Developmentally, the 4 to 10 year old camper at Camp NoHiLo thinks concretely and desires to conform, to be part of a group. He/she certainly has the freedom to do this safely while at Camp NoHiLo – all the while learning from every activity – physical playtime, learning labs, lunch time, making new friends, etc. I gleaned details from each Certified Diabetes Educator whom I shadowed that will be invaluable to me as I return to school this year.
Reinforcing these basic management skills and using familiar words and techniques provides a sense of security for the parent as they leave their children with us at school and allows the child with diabetes the freedom to focus on normal activities of the school day without having to fret over something new regarding his/her diabetes management.
Among all campers, lunch was relaxed with the focus on eating, socializing and talk of the activities of the afternoon, not “good” vs “bad” foods, thus diminishing the risk of eating problems for everyone–those with diabetes and those without diabetes. This is a very important concept to carry over in school for all children, where peers can be critical of food choices.
Neither was the focus on insulin dose (albeit very important) as the camper was included in the process as was appropriate for his/her abilities. I learned about the function of a wide variety of insulin pumps thanks to the patience and expertise of the Certified Diabetes Educator/group leader whom I shadowed as we administered insulin doses. She was a master at dosing insulin without needlessly interrupting the camper’s lunch, play, and mingling.
The Executive Director provided me with an impromptu learning lab regarding the physiology of the “Honeymoon Phase.” My increased understanding of this phase of diabetes will help me talk with parents of the newly diagnosed child with accuracy and assurance.
A sincere understanding, compassion and respect for parent beliefs – spiritual, philosophical, and personal–while still holding firm to evidence based practice, was professionally demonstrated in all family interactions by the Executive Director and each member of the staff.

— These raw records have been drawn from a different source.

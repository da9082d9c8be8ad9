//! Summary command - fault statistics for an exported fault list

use std::path::Path;

use anyhow::{Context, Result};
use bms_core::{AggregateSummary, FaultRecord, TimeWindow};
use chrono::{DateTime, Utc};

use crate::output::{CountRow, DescriptionRow, OutputContext, OutputFormat};

/// Load a JSON array of fault records
pub fn load_faults(path: &Path) -> Result<Vec<FaultRecord>> {
    let content = std::fs::read_to_string(path)
        .with_context(|| format!("Failed to read fault file: {}", path.display()))?;
    serde_json::from_str(&content)
        .with_context(|| format!("Failed to parse fault file: {}", path.display()))
}

/// Keep the faults detected within `window` before `now`
pub fn within_window(faults: Vec<FaultRecord>, window: TimeWindow, now: DateTime<Utc>) -> Vec<FaultRecord> {
    let cutoff = window.cutoff(now);
    faults.into_iter().filter(|f| f.time >= cutoff).collect()
}

/// Print statistics for the faults in a file
pub fn summary(path: &Path, range: &str, all: bool, ctx: &OutputContext) -> Result<()> {
    let faults = load_faults(path)?;
    let loaded = faults.len();

    let (faults, scope) = if all {
        (faults, "all records".to_string())
    } else {
        let window: TimeWindow = range.parse().map_err(anyhow::Error::msg)?;
        (within_window(faults, window, Utc::now()), window.description().to_string())
    };
    tracing::debug!(loaded, selected = faults.len(), %scope, "Computing summary");

    let summary = AggregateSummary::compute(&faults);

    if ctx.format == OutputFormat::Json {
        println!("{}", serde_json::to_string_pretty(&summary)?);
        return Ok(());
    }

    ctx.print_kv(&[
        ("Range", scope),
        ("Total", summary.total.to_string()),
        ("Active", summary.active.to_string()),
        ("Resolution rate", format!("{}%", summary.resolution_rate)),
    ]);

    if ctx.format == OutputFormat::Csv {
        return Ok(());
    }

    let counts = |list: &[bms_core::NamedCount]| -> Vec<CountRow> {
        list.iter()
            .map(|c| CountRow {
                name: c.name.clone(),
                count: c.value,
            })
            .collect()
    };

    ctx.heading("By device type");
    ctx.print(&counts(&summary.by_device_type));
    ctx.heading("By severity");
    ctx.print(&counts(&summary.by_severity));
    ctx.heading("Top locations");
    ctx.print(&counts(&summary.top_locations));
    ctx.heading("Top fault types");
    let descriptions: Vec<DescriptionRow> = summary
        .top_fault_types
        .iter()
        .map(|d| DescriptionRow {
            fault: d.fault_type.clone(),
            count: d.count,
        })
        .collect();
    ctx.print(&descriptions);

    Ok(())
}
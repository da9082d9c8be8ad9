//! API error types and conversions

use axum::http::StatusCode;
use axum::response::{IntoResponse, Response};
use axum::Json;
use bms_core::StoreError;
use serde::Serialize;

/// API error type that converts to HTTP responses
#[derive(Debug)]
pub enum ApiError {
    /// 400 Bad Request
    BadRequest(String),
    /// 404 Not Found
    NotFound(String),
    /// 500 Internal Server Error
    Internal(String),
}

/// Standard error response format
#[derive(Serialize)]
struct ErrorResponse {
    error: String,
    message: String,
}

impl IntoResponse for ApiError {
    fn into_response(self) -> Response {
        let (status, error_type, message) = match self {
            ApiError::BadRequest(msg) => (StatusCode::BAD_REQUEST, "bad_request", msg),
            ApiError::NotFound(msg) => (StatusCode::NOT_FOUND, "not_found", msg),
            ApiError::Internal(msg) => (StatusCode::INTERNAL_SERVER_ERROR, "internal_error", msg),
        };

        if status.is_server_error() {
            tracing::error!(error = error_type, %message, "API error");
        } else if status.is_client_error() {
            tracing::debug!(error = error_type, %message, "API client error");
        }

        let body = Json(ErrorResponse {
            error: error_type.to_string(),
            message,
        });

        (status, body).into_response()
    }
}

impl From<StoreError> for ApiError {
    fn from(err: StoreError) -> Self {
        let message = err.to_string();
        match err.status_code() {
            404 => ApiError::NotFound(message),
            400 => ApiError::BadRequest(message),
            _ => ApiError::Internal(message),
        }
    }
}
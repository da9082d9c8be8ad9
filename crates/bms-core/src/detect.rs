//! Fault detection from raw sensor readings
//!
//! A reading is checked against the limits for its sensor kind and turned
//! into a [`FaultFlags`] value. [`FaultDetector`] then splits the flags per
//! device kind and assigns a severity, producing the faults to store.

use serde::{Deserialize, Serialize};
use tracing::debug;

use crate::flags::{fault_bit, FaultFlags};
use crate::models::{NewFault, SensorKind, SensorReading};

/// Limits used by fault detection
#[derive(Debug, Clone, PartialEq, Serialize, Deserialize)]
#[serde(default)]
pub struct DetectionThresholds {
    /// Temperature above this is `TEMP_HIGH` (°C)
    pub temp_high: f64,
    /// Humidity above this is `HUM_HIGH` (%)
    pub humidity_high: f64,
    /// CO2 below this is `CO2_LOW` (ppm)
    pub co2_low: f64,
    /// CO2 above this is `CO2_HIGH` (ppm)
    pub co2_high: f64,
    /// Power above this is `POWER_SPIKE` (kW)
    pub power_spike_kw: f64,
    /// Presence value a sensor reports when it cannot read
    pub presence_error_value: i32,
}

impl Default for DetectionThresholds {
    fn default() -> Self {
        Self {
            temp_high: 35.0,
            humidity_high: 60.0,
            co2_low: 200.0,
            co2_high: 800.0,
            power_spike_kw: 45.0,
            presence_error_value: 3,
        }
    }
}

/// Detect faults in a reading using the default limits
pub fn detect(reading: &SensorReading) -> FaultFlags {
    detect_with(reading, &DetectionThresholds::default())
}

/// Detect faults in a reading.
///
/// Only the metrics belonging to the reading's sensor kind are checked. For
/// IAQ sensors a missing metric counts as zero; a zero in every metric means
/// the sensor is dead, a zero in some of them means it needs calibration, and
/// in both cases the limit checks are skipped. Missing power or presence
/// values report nothing.
pub fn detect_with(reading: &SensorReading, limits: &DetectionThresholds) -> FaultFlags {
    let mut flags = FaultFlags::NONE;

    match reading.sensor_type {
        SensorKind::Iaq => {
            let temperature = reading.temperature.unwrap_or(0.0);
            let humidity = reading.humidity.unwrap_or(0.0);
            let co2 = reading.co2.unwrap_or(0.0);

            let zeros = [temperature, humidity, co2]
                .iter()
                .filter(|v| **v == 0.0)
                .count();
            if zeros == 3 {
                return FaultFlags::new(fault_bit::SENSOR_NOT_WORKING);
            }
            if zeros > 0 {
                return FaultFlags::new(fault_bit::CALIBRATION_ERROR);
            }

            if temperature > limits.temp_high {
                flags |= fault_bit::TEMP_HIGH;
            }
            if humidity > limits.humidity_high {
                flags |= fault_bit::HUM_HIGH;
            }
            if co2 < limits.co2_low {
                flags |= fault_bit::CO2_LOW;
            }
            if co2 > limits.co2_high {
                flags |= fault_bit::CO2_HIGH;
            }
        }
        SensorKind::Power => {
            if let Some(power) = reading.power {
                if power == 0.0 {
                    flags |= fault_bit::POWER_NOT_WORKING;
                }
                if power > limits.power_spike_kw {
                    flags |= fault_bit::POWER_SPIKE;
                }
            }
        }
        SensorKind::Presence => {
            if reading.presence == Some(limits.presence_error_value) {
                flags |= fault_bit::PRESENCE_NOT_READING;
            }
        }
    }

    flags
}

/// Severity of a single fault bit
fn bit_severity(bit: u32) -> i32 {
    match bit {
        fault_bit::CO2_LOW => 1,
        fault_bit::POWER_NOT_WORKING | fault_bit::POWER_SPIKE => 3,
        _ => 2,
    }
}

/// Severity for a set of flags: the highest severity of any set bit, 1 when
/// nothing is set
pub fn severity_for(flags: FaultFlags) -> i32 {
    flags
        .types()
        .map(|t| bit_severity(t.value))
        .max()
        .unwrap_or(1)
}

/// Split flags into the parts each device kind reports.
///
/// Parts come in `iaq`, `power`, `presence` order; empty parts are skipped.
pub fn split_by_device(flags: FaultFlags) -> Vec<(SensorKind, FaultFlags)> {
    SensorKind::ALL
        .iter()
        .map(|kind| (*kind, flags.masked(kind.fault_mask())))
        .filter(|(_, part)| !part.is_empty())
        .collect()
}

/// Turns readings into faults ready to be stored
#[derive(Debug, Clone, Default)]
pub struct FaultDetector {
    limits: DetectionThresholds,
}

impl FaultDetector {
    pub fn new(limits: DetectionThresholds) -> Self {
        Self { limits }
    }

    pub fn limits(&self) -> &DetectionThresholds {
        &self.limits
    }

    /// Flags detected in a reading
    pub fn detect(&self, reading: &SensorReading) -> FaultFlags {
        detect_with(reading, &self.limits)
    }

    /// One new fault per device part of the detected flags
    pub fn evaluate(&self, reading: &SensorReading) -> Vec<NewFault> {
        let flags = self.detect(reading);
        if flags.is_empty() {
            return Vec::new();
        }

        debug!(
            sensor_id = reading.sensor_id,
            floor = reading.floor,
            room = reading.room,
            flags = %flags,
            "Fault detected"
        );

        split_by_device(flags)
            .into_iter()
            .map(|(kind, part)| NewFault {
                device_type: kind.as_str().to_string(),
                fault_flags: part,
                floor: reading.floor,
                room: reading.room,
                severity: severity_for(part),
                time: reading.time,
            })
            .collect()
    }
}
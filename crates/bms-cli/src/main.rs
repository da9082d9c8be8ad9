//! BMS CLI - Command-line tool for hotel building fault data
//!
//! Decodes fault bitmasks, prints the fault bit table, summarises exported
//! fault lists and runs fault detection on single readings. Works offline.

mod commands;
mod config;
mod output;

use anyhow::Result;
use bms_core::SensorKind;
use clap::{Parser, Subcommand};
use std::path::PathBuf;
use tracing_subscriber::{fmt, prelude::*, EnvFilter};

use crate::commands::DetectArgs;
use crate::config::Config;
use crate::output::{OutputContext, OutputFormat};

#[derive(Parser)]
#[command(name = "bms-cli")]
#[command(author, version, about = "Hotel building fault monitoring CLI")]
#[command(propagate_version = true)]
struct Cli {
    /// Configuration file path
    #[arg(short, long, env = "BMS_CONFIG")]
    config: Option<PathBuf>,

    /// Output format
    #[arg(short, long, value_enum)]
    output: Option<OutputFormat>,

    /// Disable colored output
    #[arg(long)]
    no_color: bool,

    /// Minimal output (for scripting)
    #[arg(short, long)]
    quiet: bool,

    /// Verbose logging
    #[arg(short, long)]
    verbose: bool,

    #[command(subcommand)]
    command: Commands,
}

#[derive(Subcommand)]
enum Commands {
    /// Explain a fault bitmask (decimal, 0x hex or 0b binary)
    Decode {
        /// Fault flags value
        #[arg(allow_hyphen_values = true)]
        flags: String,
    },

    /// Print the fault bit table
    Flags,

    /// Fault statistics for a JSON export of fault records
    Summary {
        /// JSON file containing an array of fault records
        file: PathBuf,

        /// Time range: 30min, 1hour, 6hours, 1day, 1week
        #[arg(long)]
        range: Option<String>,

        /// Use every record regardless of time
        #[arg(long, conflicts_with = "range")]
        all: bool,
    },

    /// Run fault detection on a single reading
    Detect {
        /// Sensor type: iaq, power, presence
        #[arg(long)]
        kind: SensorKind,

        /// Temperature (°C)
        #[arg(long)]
        temperature: Option<f64>,

        /// Relative humidity (%)
        #[arg(long)]
        humidity: Option<f64>,

        /// CO2 (ppm)
        #[arg(long)]
        co2: Option<f64>,

        /// Power (kW)
        #[arg(long)]
        power: Option<f64>,

        /// Presence (0 none, 1 partial, 2 full, 3 error)
        #[arg(long)]
        presence: Option<i32>,
    },
}

fn main() -> Result<()> {
    let cli = Cli::parse();

    // Set up logging
    let filter = if cli.verbose {
        EnvFilter::new("debug")
    } else {
        EnvFilter::new("warn")
    };

    tracing_subscriber::registry()
        .with(fmt::layer().with_target(false))
        .with(filter)
        .init();

    // Load config file
    let config = if let Some(config_path) = &cli.config {
        Config::load_from(config_path)?
    } else {
        Config::load().unwrap_or_default()
    };

    // Merge CLI args with config
    let merged = config.merge_with_args(cli.output, cli.no_color)?;

    // Create output context
    let ctx = OutputContext::new(merged.output, merged.no_color, cli.quiet);

    // Execute command
    match cli.command {
        Commands::Decode { flags } => {
            commands::decode(&flags, &ctx)?;
        }

        Commands::Flags => {
            commands::flags(&ctx);
        }

        Commands::Summary { file, range, all } => {
            let range = range.unwrap_or(merged.range);
            commands::summary(&file, &range, all, &ctx)?;
        }

        Commands::Detect {
            kind,
            temperature,
            humidity,
            co2,
            power,
            presence,
        } => {
            let args = DetectArgs {
                kind,
                temperature,
                humidity,
                co2,
                power,
                presence,
            };
            commands::detect(args, &merged.detection, &ctx)?;
        }
    }

    Ok(())
}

I believe the lives of those who attended camp and their families will be enriched, as will the lives touched by them. Each camper’s influence touches non-campers with diabetes, as well as siblings, family and peers without diabetes, in a confident and healthy manner, thus making Oklahoma a healthier place to live by changing the culture of diabetes. I look forward to starting a new school year and watching these young, resilient students with diabetes grow and succeed.